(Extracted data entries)

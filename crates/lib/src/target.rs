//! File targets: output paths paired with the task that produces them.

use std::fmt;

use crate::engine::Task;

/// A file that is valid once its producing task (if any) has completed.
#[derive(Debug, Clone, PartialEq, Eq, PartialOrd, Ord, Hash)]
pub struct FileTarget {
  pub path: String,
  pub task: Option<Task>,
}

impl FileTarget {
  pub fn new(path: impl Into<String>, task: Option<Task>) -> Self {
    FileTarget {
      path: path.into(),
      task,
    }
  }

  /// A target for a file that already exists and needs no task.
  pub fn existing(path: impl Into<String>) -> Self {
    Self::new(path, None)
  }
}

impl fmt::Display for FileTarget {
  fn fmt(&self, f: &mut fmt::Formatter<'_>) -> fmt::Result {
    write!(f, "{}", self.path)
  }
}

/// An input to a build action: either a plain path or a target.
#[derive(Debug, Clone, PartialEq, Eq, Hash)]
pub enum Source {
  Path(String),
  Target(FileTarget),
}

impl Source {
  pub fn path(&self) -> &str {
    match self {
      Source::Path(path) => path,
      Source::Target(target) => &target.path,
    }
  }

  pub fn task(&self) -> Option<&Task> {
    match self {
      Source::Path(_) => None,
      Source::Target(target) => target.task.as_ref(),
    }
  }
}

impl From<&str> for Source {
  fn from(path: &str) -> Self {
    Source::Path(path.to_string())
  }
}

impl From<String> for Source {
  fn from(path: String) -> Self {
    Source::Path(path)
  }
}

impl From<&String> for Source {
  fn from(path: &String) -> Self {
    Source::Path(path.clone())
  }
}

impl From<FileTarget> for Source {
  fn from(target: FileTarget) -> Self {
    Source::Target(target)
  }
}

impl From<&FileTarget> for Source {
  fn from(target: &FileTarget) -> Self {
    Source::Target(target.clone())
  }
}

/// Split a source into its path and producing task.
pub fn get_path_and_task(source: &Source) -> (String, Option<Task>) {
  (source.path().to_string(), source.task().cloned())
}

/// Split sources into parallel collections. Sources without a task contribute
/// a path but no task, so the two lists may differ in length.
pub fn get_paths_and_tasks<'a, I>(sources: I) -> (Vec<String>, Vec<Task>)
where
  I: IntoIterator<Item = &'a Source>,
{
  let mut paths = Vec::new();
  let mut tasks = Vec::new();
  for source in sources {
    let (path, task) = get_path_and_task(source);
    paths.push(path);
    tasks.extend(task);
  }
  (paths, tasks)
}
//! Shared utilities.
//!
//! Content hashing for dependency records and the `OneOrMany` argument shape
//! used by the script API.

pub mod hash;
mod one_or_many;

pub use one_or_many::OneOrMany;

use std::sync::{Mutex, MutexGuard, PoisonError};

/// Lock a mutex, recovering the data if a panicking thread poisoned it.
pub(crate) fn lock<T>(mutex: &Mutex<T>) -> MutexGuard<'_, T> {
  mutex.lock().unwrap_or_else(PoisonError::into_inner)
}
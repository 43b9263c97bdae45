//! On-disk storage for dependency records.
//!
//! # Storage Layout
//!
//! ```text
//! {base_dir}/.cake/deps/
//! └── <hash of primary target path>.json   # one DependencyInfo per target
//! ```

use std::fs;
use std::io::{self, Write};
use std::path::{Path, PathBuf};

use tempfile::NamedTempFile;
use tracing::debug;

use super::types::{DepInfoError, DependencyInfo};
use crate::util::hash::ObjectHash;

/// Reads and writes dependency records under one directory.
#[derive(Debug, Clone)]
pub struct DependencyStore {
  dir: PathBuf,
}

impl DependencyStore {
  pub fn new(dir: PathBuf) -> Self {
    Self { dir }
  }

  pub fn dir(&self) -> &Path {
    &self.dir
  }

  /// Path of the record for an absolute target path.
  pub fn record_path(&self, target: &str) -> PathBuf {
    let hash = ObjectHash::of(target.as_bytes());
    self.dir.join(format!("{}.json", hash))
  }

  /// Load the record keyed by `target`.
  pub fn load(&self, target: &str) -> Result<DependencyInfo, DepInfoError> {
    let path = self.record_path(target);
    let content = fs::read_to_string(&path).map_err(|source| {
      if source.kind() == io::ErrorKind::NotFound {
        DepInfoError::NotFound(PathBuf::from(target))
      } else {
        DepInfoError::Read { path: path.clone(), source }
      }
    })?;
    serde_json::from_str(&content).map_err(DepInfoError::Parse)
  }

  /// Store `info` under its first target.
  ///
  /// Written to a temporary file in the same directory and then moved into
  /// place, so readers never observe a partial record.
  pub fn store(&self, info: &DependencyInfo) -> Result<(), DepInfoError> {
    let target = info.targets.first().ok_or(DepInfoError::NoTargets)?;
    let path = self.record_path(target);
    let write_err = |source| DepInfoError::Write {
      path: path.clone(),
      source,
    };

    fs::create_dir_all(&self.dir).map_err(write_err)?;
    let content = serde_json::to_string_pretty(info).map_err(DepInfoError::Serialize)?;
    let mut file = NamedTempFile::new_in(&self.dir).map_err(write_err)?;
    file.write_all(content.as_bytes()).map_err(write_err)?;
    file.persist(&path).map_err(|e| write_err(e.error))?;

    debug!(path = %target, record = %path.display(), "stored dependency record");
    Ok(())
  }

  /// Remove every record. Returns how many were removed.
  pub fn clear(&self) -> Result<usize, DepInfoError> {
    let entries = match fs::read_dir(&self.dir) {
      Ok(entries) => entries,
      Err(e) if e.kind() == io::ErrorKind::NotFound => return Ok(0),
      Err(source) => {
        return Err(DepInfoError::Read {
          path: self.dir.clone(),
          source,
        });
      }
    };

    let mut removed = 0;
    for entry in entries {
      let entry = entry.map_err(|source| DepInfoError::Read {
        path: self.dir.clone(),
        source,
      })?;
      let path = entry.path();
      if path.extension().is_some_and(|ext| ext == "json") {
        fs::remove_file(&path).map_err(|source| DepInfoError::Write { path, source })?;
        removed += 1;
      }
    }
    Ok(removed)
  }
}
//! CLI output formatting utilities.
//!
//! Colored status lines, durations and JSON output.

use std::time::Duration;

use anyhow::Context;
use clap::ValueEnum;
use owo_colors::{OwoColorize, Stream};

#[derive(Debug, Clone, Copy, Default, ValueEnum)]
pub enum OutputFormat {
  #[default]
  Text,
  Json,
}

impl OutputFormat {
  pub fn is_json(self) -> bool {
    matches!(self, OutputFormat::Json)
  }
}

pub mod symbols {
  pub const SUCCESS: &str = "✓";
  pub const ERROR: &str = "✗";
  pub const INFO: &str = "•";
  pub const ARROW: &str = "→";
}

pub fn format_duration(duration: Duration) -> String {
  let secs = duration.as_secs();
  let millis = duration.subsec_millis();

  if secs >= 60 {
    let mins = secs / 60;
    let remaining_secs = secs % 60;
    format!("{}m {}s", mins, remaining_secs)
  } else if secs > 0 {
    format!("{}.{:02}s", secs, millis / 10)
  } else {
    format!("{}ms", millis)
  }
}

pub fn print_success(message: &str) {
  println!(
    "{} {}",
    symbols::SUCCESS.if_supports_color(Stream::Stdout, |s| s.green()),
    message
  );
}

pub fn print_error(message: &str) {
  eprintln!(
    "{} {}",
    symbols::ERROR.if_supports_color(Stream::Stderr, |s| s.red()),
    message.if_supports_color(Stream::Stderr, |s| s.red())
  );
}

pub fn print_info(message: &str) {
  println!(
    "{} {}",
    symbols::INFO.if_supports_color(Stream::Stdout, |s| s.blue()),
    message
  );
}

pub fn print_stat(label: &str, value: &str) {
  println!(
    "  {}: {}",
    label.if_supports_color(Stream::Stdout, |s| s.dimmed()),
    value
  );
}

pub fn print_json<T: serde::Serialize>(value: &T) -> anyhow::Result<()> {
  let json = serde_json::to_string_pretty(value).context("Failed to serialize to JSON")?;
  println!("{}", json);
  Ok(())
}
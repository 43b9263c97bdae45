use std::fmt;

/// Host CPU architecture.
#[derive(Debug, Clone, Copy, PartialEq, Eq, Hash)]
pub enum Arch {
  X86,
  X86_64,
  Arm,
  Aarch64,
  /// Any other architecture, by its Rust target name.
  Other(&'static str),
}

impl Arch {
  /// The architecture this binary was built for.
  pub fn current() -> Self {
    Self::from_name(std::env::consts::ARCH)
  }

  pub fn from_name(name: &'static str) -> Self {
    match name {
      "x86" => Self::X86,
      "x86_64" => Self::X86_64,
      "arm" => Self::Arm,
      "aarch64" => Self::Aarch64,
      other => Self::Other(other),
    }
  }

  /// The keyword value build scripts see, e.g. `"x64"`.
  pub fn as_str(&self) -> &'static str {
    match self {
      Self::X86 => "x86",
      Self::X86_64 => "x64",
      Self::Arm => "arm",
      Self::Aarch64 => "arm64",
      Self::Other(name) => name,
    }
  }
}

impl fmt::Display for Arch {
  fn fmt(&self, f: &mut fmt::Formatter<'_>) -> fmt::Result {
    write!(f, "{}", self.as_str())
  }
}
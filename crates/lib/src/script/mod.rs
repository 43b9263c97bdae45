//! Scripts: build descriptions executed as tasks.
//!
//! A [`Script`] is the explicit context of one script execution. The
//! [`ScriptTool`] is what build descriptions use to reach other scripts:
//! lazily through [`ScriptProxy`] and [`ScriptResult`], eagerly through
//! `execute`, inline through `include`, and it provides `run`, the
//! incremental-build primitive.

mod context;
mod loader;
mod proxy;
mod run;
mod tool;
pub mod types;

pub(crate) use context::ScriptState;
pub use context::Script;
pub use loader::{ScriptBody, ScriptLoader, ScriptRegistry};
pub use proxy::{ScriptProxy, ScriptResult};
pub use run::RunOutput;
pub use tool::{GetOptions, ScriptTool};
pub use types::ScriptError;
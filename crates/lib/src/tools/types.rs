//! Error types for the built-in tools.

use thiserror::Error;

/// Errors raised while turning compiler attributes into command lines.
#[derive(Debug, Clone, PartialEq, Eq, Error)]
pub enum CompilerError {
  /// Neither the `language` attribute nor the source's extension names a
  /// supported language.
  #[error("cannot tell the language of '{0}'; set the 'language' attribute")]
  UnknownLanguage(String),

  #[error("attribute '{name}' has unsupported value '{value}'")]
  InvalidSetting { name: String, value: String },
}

**EXERCISE DIRECTIONS**
As listed above, the lines from the line with "fn from(path: &String)" to the line with "use tracing::debug;" are to be echoed exactly, with both ends included and nothing added.

**EXPECTED OUTPUT**
  fn from(path: &String) -> Self {
    Source::Path(path.clone())
  }
}

impl From<FileTarget> for Source {
  fn from(target: FileTarget) -> Self {
    Source::Target(target)
  }
}

impl From<&FileTarget> for Source {
  fn from(target: &FileTarget) -> Self {
    Source::Target(target.clone())
  }
}

/// Split a source into its path and producing task.
pub fn get_path_and_task(source: &Source) -> (String, Option<Task>) {
  (source.path().to_string(), source.task().cloned())
}

/// Split sources into parallel collections. Sources without a task contribute
/// a path but no task, so the two lists may differ in length.
pub fn get_paths_and_tasks<'a, I>(sources: I) -> (Vec<String>, Vec<Task>)
where
  I: IntoIterator<Item = &'a Source>,
{
  let mut paths = Vec::new();
  let mut tasks = Vec::new();
  for source in sources {
    let (path, task) = get_path_and_task(source);
    paths.push(path);
    tasks.extend(task);
  }
  (paths, tasks)
}
//! Shared utilities.
//!
//! Content hashing for dependency records and the `OneOrMany` argument shape
//! used by the script API.

pub mod hash;
mod one_or_many;

pub use one_or_many::OneOrMany;

use std::sync::{Mutex, MutexGuard, PoisonError};

/// Lock a mutex, recovering the data if a panicking thread poisoned it.
pub(crate) fn lock<T>(mutex: &Mutex<T>) -> MutexGuard<'_, T> {
  mutex.lock().unwrap_or_else(PoisonError::into_inner)
}
repository 43b9263c97bdae45
//! On-disk storage for dependency records.
//!
//! # Storage Layout
//!
//! ```text
//! {base_dir}/.cake/deps/
//! └── <hash of primary target path>.json   # one DependencyInfo per target
//! ```

use std::fs;
use std::io::{self, Write};
use std::path::{Path, PathBuf};

use tempfile::NamedTempFile;
use tracing::debug;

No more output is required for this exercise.